江府
江叙借着自己的寿辰大摆宴席,下帖邀请了朝中各部门的大臣前来赴宴。
平日里不怎么往来的官员几乎不会来,最多就送个礼而已。
也正因此给他一个机会,将隐藏在大祁为官的雁寒人联系在一起,并共商大计。
为了掩人耳目,他甚至还给睿王处也下了请帖,至于来或不来,不重要。
雁寒派来的使臣团离都城越来越近了,他们潜伏在大祁那么多年,不就是为着这里应外合吗?他们也得赶紧准备了。
宴席上的雁寒人看到酒杯上的标记后,心下了然,都找了不同的理由暂时离开宴席,一路偷摸到后院假山一侧的暗道。
暗道直通到密室中,可谓是别有洞天,江叙早已在此等候,至于前院应付宾客的,自然是易容伪装的。
“江兄要我说你这里的设计还真是刁钻啊,竟然将这暗道的门设在假山后边,你是怎么想的?七拐八拐的可难找了。”
开口就带有些许抱怨的男子,看上去大概有三十五六,甚至还蓄了一小撮胡须,此时正是梁中正,隶属于大祁吏部。
“可不是嘛,御史大人,别说你这府邸设置得挺别致的,竟有此等巧思,难怪江兄在能朝中混得是如鱼得水的,着实让在下佩服啊。”一说话就好一通阴阳怪气啊。
此人正是殿中侍御史,张大人,与江叙同属御史台。
两人虽同在御史台,可职责不同,官运更是天差地别,哪怕是自己人,面对如此差距,心里多少都会有些不舒服,甚至在暗中较劲。
张大人虽长着一张老实敦厚的脸,可他的心思却极为活络,得亏他这张脸,才叫人不对他产生什么怀疑。

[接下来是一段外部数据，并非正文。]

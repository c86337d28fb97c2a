/*! OnionPacket — the opaque onion datagram.
*/

use dor_binary_io::*;

use cookie_factory::{do_gen, gen_be_u16, gen_be_u8, gen_call, gen_cond, gen_slice};
use nom::bytes::streaming::{tag, take};
use nom::combinator::verify;
use nom::number::streaming::be_u16;

use crate::onion::ONION_PACKET_SIZE;

/** A full onion frame in transit. The body is exactly 4096 bytes and
opaque to everyone except the relay able to unwrap its outer layer.

Serialized form:

Length | Content
------ | ------
`1`    | `0x10`
`2`    | `0x1000` (4096-byte body)
`4096` | Onion frame

*/
#[derive(Clone, Debug, Eq, PartialEq)]
pub struct OnionPacket {
    /// The padded onion frame. Always [`ONION_PACKET_SIZE`] bytes.
    pub data: Vec<u8>,
}

impl OnionPacket {
    /// Wire type byte.
    pub const PACKET_TYPE: u8 = 0x10;
    /// Declared body length.
    pub const EXPECTED_LEN: usize = ONION_PACKET_SIZE;
}

impl FromBytes for OnionPacket {
    fn from_bytes(input: &[u8]) -> IResult<&[u8], Self> {
        let (input, _) = tag(&[Self::PACKET_TYPE][..])(input)?;
        let (input, _) = verify(be_u16, |len| *len as usize == Self::EXPECTED_LEN)(input)?;
        let (input, data) = take(Self::EXPECTED_LEN)(input)?;
        Ok((
            input,
            OnionPacket {
                data: data.to_vec(),
            },
        ))
    }
}

impl ToBytes for OnionPacket {
    fn to_bytes<'a>(&self, buf: (&'a mut [u8], usize)) -> Result<(&'a mut [u8], usize), GenError> {
        do_gen!(buf,
            gen_cond!(
                self.data.len() != Self::EXPECTED_LEN,
                |buf| gen_error(buf, 0)
            ) >>
            gen_be_u8!(Self::PACKET_TYPE) >>
            gen_be_u16!(Self::EXPECTED_LEN as u16) >>
            gen_slice!(self.data.as_slice())
        )
    }
}
/*! Codec for encoding/decoding DOR packets in terms of tokio-io.

The wire frame is `type (1) ‖ length (2, big-endian) ‖ body`. The decoder
checks the type byte against the registered packet types and the declared
length against the type's expected length before the body is even
buffered, so unknown types and length lies are rejected early.
*/

use std::io::Error as IoError;

use bytes::{Buf, BytesMut};
use cookie_factory::GenError;
use nom::error::Error as NomError;
use thiserror::Error;
use tokio_util::codec::{Decoder, Encoder};

use dor_binary_io::{FromBytes, ToBytes};
use dor_packet::onion::ONION_PACKET_SIZE;
use dor_packet::packet::{Packet, PACKET_HEADER_SIZE};

use crate::stats::Stats;

/// Largest possible frame: header plus an onion packet body.
pub const MAX_FRAME_SIZE: usize = PACKET_HEADER_SIZE + ONION_PACKET_SIZE;

/// Error that can happen when decoding a `Packet` from bytes.
#[derive(Debug, Error)]
pub enum DecodeError {
    /// The type byte is not registered.
    #[error("unknown packet type: {packet_type:#04x}")]
    UnknownPacketType {
        /// Type byte of the received frame.
        packet_type: u8,
    },
    /// The declared length differs from the type's expected length.
    #[error("invalid payload length for packet {packet_type:#04x}: got {got}, expected {expected}")]
    InvalidPayloadLength {
        /// Type byte of the received frame.
        packet_type: u8,
        /// Length declared in the frame header.
        got: usize,
        /// Length the registered type expects.
        expected: usize,
    },
    /// The frame body could not be parsed.
    #[error("deserialize packet error: {error:?}")]
    Deserialize {
        /// Parsing error.
        error: nom::Err<NomError<Vec<u8>>>,
    },
    /// General IO error that can happen on the stream.
    #[error("IO error: {0}")]
    Io(#[from] IoError),
}

impl DecodeError {
    pub(crate) fn deserialize(e: nom::Err<NomError<&[u8]>>) -> DecodeError {
        DecodeError::Deserialize {
            error: e.map(|e| NomError::new(e.input.to_vec(), e.code)),
        }
    }
}

/// Error that can happen when encoding a `Packet` to bytes.
#[derive(Debug, Error)]
pub enum EncodeError {
    /// The packet is invalid and cannot be serialized.
    #[error("serialize packet error: {error:?}")]
    Serialize {
        /// Serialization error.
        error: GenError,
    },
    /// General IO error that can happen on the stream.
    #[error("IO error: {0}")]
    Io(#[from] IoError),
}

/// Struct to use for {de-,}serializing DOR packets over a stream.
#[derive(Clone, Default)]
pub struct PacketCodec {
    stats: Stats,
}

impl PacketCodec {
    /// Make object.
    pub fn new(stats: Stats) -> Self {
        PacketCodec { stats }
    }
}

impl Decoder for PacketCodec {
    type Item = Packet;
    type Error = DecodeError;

    fn decode(&mut self, buf: &mut BytesMut) -> Result<Option<Self::Item>, Self::Error> {
        if buf.len() < PACKET_HEADER_SIZE {
            return Ok(None);
        }

        let packet_type = buf[0];
        let declared_len = u16::from_be_bytes([buf[1], buf[2]]) as usize;

        let expected = Packet::expected_len(packet_type)
            .ok_or(DecodeError::UnknownPacketType { packet_type })?;
        if declared_len != expected {
            return Err(DecodeError::InvalidPayloadLength {
                packet_type,
                got: declared_len,
                expected,
            });
        }

        let frame_len = PACKET_HEADER_SIZE + declared_len;
        if buf.len() < frame_len {
            buf.reserve(frame_len - buf.len());
            return Ok(None);
        }

        let frame = buf.copy_to_bytes(frame_len);
        match Packet::from_bytes(&frame) {
            Ok((_, packet)) => {
                self.stats.counters.increase_incoming();
                Ok(Some(packet))
            }
            Err(error) => Err(DecodeError::deserialize(error)),
        }
    }
}

impl Encoder<Packet> for PacketCodec {
    type Error = EncodeError;

    fn encode(&mut self, packet: Packet, buf: &mut BytesMut) -> Result<(), Self::Error> {
        let mut packet_buf = [0; MAX_FRAME_SIZE];
        let size = packet
            .to_bytes((&mut packet_buf, 0))
            .map_err(|error| EncodeError::Serialize { error })?
            .1;
        self.stats.counters.increase_outgoing();
        buf.extend_from_slice(&packet_buf[..size]);
        Ok(())
    }
}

江叙闻言抱了抱拳以示歉意“惭愧,惭愧,这是哪的话?江某所做的一切都是为了雁寒,若非要掩人耳目我也不必如此,咱们在大祁的地盘上可不要小心些?不过确实是委屈了几位大人。”
听听人家这场面话,说的多耳,不愧是在朝中混的开的。
“诶,这是哪的话,什么委屈不委屈的。”钦天监的赵大人表示不认同“咱们远离家乡来此为主上办事,做的一切都是为了雁寒,若不是大祁兵力强盛将我们压的喘不过气,咱们也无须如此了。”
说着还有点儿伤春悲秋之感,梁中正直接切断这种情绪“雁寒使臣一到,势必会与我等联系,他们此行的目的,咱们也是知晓的,所以得更加小心谨慎才是。”
“梁大人分析的甚是,咱们除了要与时臣保持来往,更要随时关注到朝中大臣的探子,这可不是开玩笑的,各位为官多年,也不是不清楚他们的狡诈。”
“如今朝廷上波谲云诡,那些个老狐狸人均百八个心眼子,咱们可玩不过,做好提防才是,若是被他们暗中探访到什么,咱们可就满盘皆输了。”赵大人表示认同。
“不错,咱们也该打起精神来小心应对,别误了主上的大业才是。”
雁寒使臣一来,必会引起各方势力的动荡,他们也清楚使臣的目的是什么。
赵大人思索了一番表明了自己的顾虑“不过此次计划却有些冒险,我等虽在朝为官,可对宫中的布局根本是一窍不通,能不能帮得上忙,倒还是另一说了。”
张大人若有所思的想起了一些事“还有一点,你们可别忘了,皇帝近日经历过两起刺杀,宫中早已增加了预防,御林军也增加了,还加了一条巡逻时间,更别提他身边环绕着高手暗卫。”
确实,若真的想实行计划,太难了。
其实像突然泄了气般,梁中正连忙道“咱们倒也不必如此,未必就没有好时机,跟来的死侍个个是高手,咱们若在其中出一把力也不是不可以。”
“你们说,睿王那边我们可否合作一二呢?”
“不可!他毕竟是大祁的王爷,与皇帝更是有直接的血缘关系,保不齐他会反水,那时就为时过晚了!”
“确实,睿王虽在谋权可他苦心孤诣数年。他可没那么简单,转头将我们卖了给皇帝示好也不一定呢。”